For each entry below, output it exactly as it stands.

(Stored data entries)
^^^^^^^^
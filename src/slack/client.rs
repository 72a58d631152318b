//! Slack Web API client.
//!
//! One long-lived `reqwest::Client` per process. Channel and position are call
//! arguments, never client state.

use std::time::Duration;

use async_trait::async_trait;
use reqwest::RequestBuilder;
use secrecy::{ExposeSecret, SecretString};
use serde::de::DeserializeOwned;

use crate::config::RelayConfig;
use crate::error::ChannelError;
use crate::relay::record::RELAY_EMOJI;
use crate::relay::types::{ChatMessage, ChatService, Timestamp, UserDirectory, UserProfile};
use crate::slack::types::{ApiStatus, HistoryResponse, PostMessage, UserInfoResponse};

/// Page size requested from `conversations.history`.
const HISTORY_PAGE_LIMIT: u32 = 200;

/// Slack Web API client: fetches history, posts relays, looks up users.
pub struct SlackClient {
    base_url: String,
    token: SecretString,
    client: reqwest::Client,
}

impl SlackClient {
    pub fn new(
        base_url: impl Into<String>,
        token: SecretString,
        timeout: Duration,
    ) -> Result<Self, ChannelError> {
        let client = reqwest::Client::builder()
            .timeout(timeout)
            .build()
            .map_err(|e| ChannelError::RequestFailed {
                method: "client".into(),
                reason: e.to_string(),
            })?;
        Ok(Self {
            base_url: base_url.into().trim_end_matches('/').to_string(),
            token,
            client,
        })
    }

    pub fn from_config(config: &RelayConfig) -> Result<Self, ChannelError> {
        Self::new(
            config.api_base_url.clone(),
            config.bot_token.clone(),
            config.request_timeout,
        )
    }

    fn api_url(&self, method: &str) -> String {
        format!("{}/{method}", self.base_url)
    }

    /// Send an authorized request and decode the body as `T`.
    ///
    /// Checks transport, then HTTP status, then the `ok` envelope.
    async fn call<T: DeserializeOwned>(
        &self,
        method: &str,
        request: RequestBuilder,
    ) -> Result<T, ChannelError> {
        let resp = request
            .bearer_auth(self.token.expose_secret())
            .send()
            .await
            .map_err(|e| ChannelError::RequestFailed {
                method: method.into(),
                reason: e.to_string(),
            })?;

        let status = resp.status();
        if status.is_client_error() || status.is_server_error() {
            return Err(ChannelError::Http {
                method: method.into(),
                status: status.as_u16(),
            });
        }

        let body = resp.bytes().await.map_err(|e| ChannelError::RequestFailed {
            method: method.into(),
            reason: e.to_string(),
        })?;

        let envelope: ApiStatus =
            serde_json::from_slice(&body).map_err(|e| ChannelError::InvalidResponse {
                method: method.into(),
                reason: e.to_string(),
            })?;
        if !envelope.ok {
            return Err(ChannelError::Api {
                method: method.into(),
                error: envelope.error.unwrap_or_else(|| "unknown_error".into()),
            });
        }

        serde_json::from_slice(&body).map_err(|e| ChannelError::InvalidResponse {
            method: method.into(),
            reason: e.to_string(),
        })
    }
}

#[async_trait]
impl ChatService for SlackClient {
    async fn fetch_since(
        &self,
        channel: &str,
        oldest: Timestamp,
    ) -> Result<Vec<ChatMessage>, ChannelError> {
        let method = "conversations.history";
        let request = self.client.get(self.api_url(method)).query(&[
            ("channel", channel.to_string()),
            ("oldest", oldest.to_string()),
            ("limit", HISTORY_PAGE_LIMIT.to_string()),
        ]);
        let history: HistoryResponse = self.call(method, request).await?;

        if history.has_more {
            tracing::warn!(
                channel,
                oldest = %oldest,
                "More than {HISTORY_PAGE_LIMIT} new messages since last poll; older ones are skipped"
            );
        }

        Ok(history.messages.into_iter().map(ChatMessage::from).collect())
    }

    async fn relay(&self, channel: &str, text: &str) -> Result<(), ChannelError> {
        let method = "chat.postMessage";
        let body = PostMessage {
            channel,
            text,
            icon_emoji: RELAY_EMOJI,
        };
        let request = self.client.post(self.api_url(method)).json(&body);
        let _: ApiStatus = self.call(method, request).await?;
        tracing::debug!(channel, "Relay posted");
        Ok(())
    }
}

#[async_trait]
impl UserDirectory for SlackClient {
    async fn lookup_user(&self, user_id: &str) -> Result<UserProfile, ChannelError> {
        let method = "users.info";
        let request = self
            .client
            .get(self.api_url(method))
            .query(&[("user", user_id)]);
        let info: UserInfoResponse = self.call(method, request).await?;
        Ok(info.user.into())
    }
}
^^^^^^^^
**SOLUTION TO THIS TASK**
filename src/slack/client.rs
repository 72a58d631152318b
//! Slack Web API client.
//!
//! One long-lived `reqwest::Client` per process. Channel and position are call
//! arguments, never client state.

use std::time::Duration;

use async_trait::async_trait;
use reqwest::RequestBuilder;
use secrecy::{ExposeSecret, SecretString};
use serde::de::DeserializeOwned;

use crate::config::RelayConfig;
use crate::error::ChannelError;
use crate::relay::record::RELAY_EMOJI;
use crate::relay::types::{ChatMessage, ChatService, Timestamp, UserDirectory, UserProfile};
use crate::slack::types::{ApiStatus, HistoryResponse, PostMessage, UserInfoResponse};

/// Page size requested from `conversations.history`.
const HISTORY_PAGE_LIMIT: u32 = 200;

/// Slack Web API client: fetches history, posts relays, looks up users.
pub struct SlackClient {
    base_url: String,
    token: SecretString,
    client: reqwest::Client,
}

impl SlackClient {
    pub fn new(
        base_url: impl Into<String>,
        token: SecretString,
        timeout: Duration,
    ) -> Result<Self, ChannelError> {
        let client = reqwest::Client::builder()
            .timeout(timeout)
            .build()
            .map_err(|e| ChannelError::RequestFailed {
                method: "client".into(),
                reason: e.to_string(),
            })?;
        Ok(Self {
            base_url: base_url.into().trim_end_matches('/').to_string(),
            token,
            client,
        })
    }

    pub fn from_config(config: &RelayConfig) -> Result<Self, ChannelError> {
        Self::new(
            config.api_base_url.clone(),
            config.bot_token.clone(),
            config.request_timeout,
        )
    }

    fn api_url(&self, method: &str) -> String {
        format!("{}/{method}", self.base_url)
    }

    /// Send an authorized request and decode the body as `T`.
    ///
    /// Checks transport, then HTTP status, then the `ok` envelope.
    async fn call<T: DeserializeOwned>(
        &self,
        method: &str,
        request: RequestBuilder,
    ) -> Result<T, ChannelError> {
        let resp = request
            .bearer_auth(self.token.expose_secret())
            .send()
            .await
            .map_err(|e| ChannelError::RequestFailed {
                method: method.into(),
                reason: e.to_string(),
            })?;

        let status = resp.status();
        if status.is_client_error() || status.is_server_error() {
            return Err(ChannelError::Http {
                method: method.into(),
                status: status.as_u16(),
            });
        }

        let body = resp.bytes().await.map_err(|e| ChannelError::RequestFailed {
            method: method.into(),
            reason: e.to_string(),
        })?;

        let envelope: ApiStatus =
            serde_json::from_slice(&body).map_err(|e| ChannelError::InvalidResponse {
                method: method.into(),
                reason: e.to_string(),
            })?;
        if !envelope.ok {
            return Err(ChannelError::Api {
                method: method.into(),
                error: envelope.error.unwrap_or_else(|| "unknown_error".into()),
            });
        }

        serde_json::from_slice(&body).map_err(|e| ChannelError::InvalidResponse {
            method: method.into(),
            reason: e.to_string(),
        })
    }
}

#[async_trait]
impl ChatService for SlackClient {
    async fn fetch_since(
        &self,
        channel: &str,
        oldest: Timestamp,
    ) -> Result<Vec<ChatMessage>, ChannelError> {
        let method = "conversations.history";
        let request = self.client.get(self.api_url(method)).query(&[
            ("channel", channel.to_string()),
            ("oldest", oldest.to_string()),
            ("limit", HISTORY_PAGE_LIMIT.to_string()),
        ]);
        let history: HistoryResponse = self.call(method, request).await?;

        if history.has_more {
            tracing::warn!(
                channel,
                oldest = %oldest,
                "More than {HISTORY_PAGE_LIMIT} new messages since last poll; older ones are skipped"
            );
        }

        Ok(history.messages.into_iter().map(ChatMessage::from).collect())
    }

    async fn relay(&self, channel: &str, text: &str) -> Result<(), ChannelError> {
        let method = "chat.postMessage";
        let body = PostMessage {
            channel,
            text,
            icon_emoji: RELAY_EMOJI,
        };
        let request = self.client.post(self.api_url(method)).json(&body);
        let _: ApiStatus = self.call(method, request).await?;
        tracing::debug!(channel, "Relay posted");
        Ok(())
    }
}

#[async_trait]
impl UserDirectory for SlackClient {
    async fn lookup_user(&self, user_id: &str) -> Result<UserProfile, ChannelError> {
        let method = "users.info";
        let request = self
            .client
            .get(self.api_url(method))
            .query(&[("user", user_id)]);
        let info: UserInfoResponse = self.call(method, request).await?;
        Ok(info.user.into())
    }
}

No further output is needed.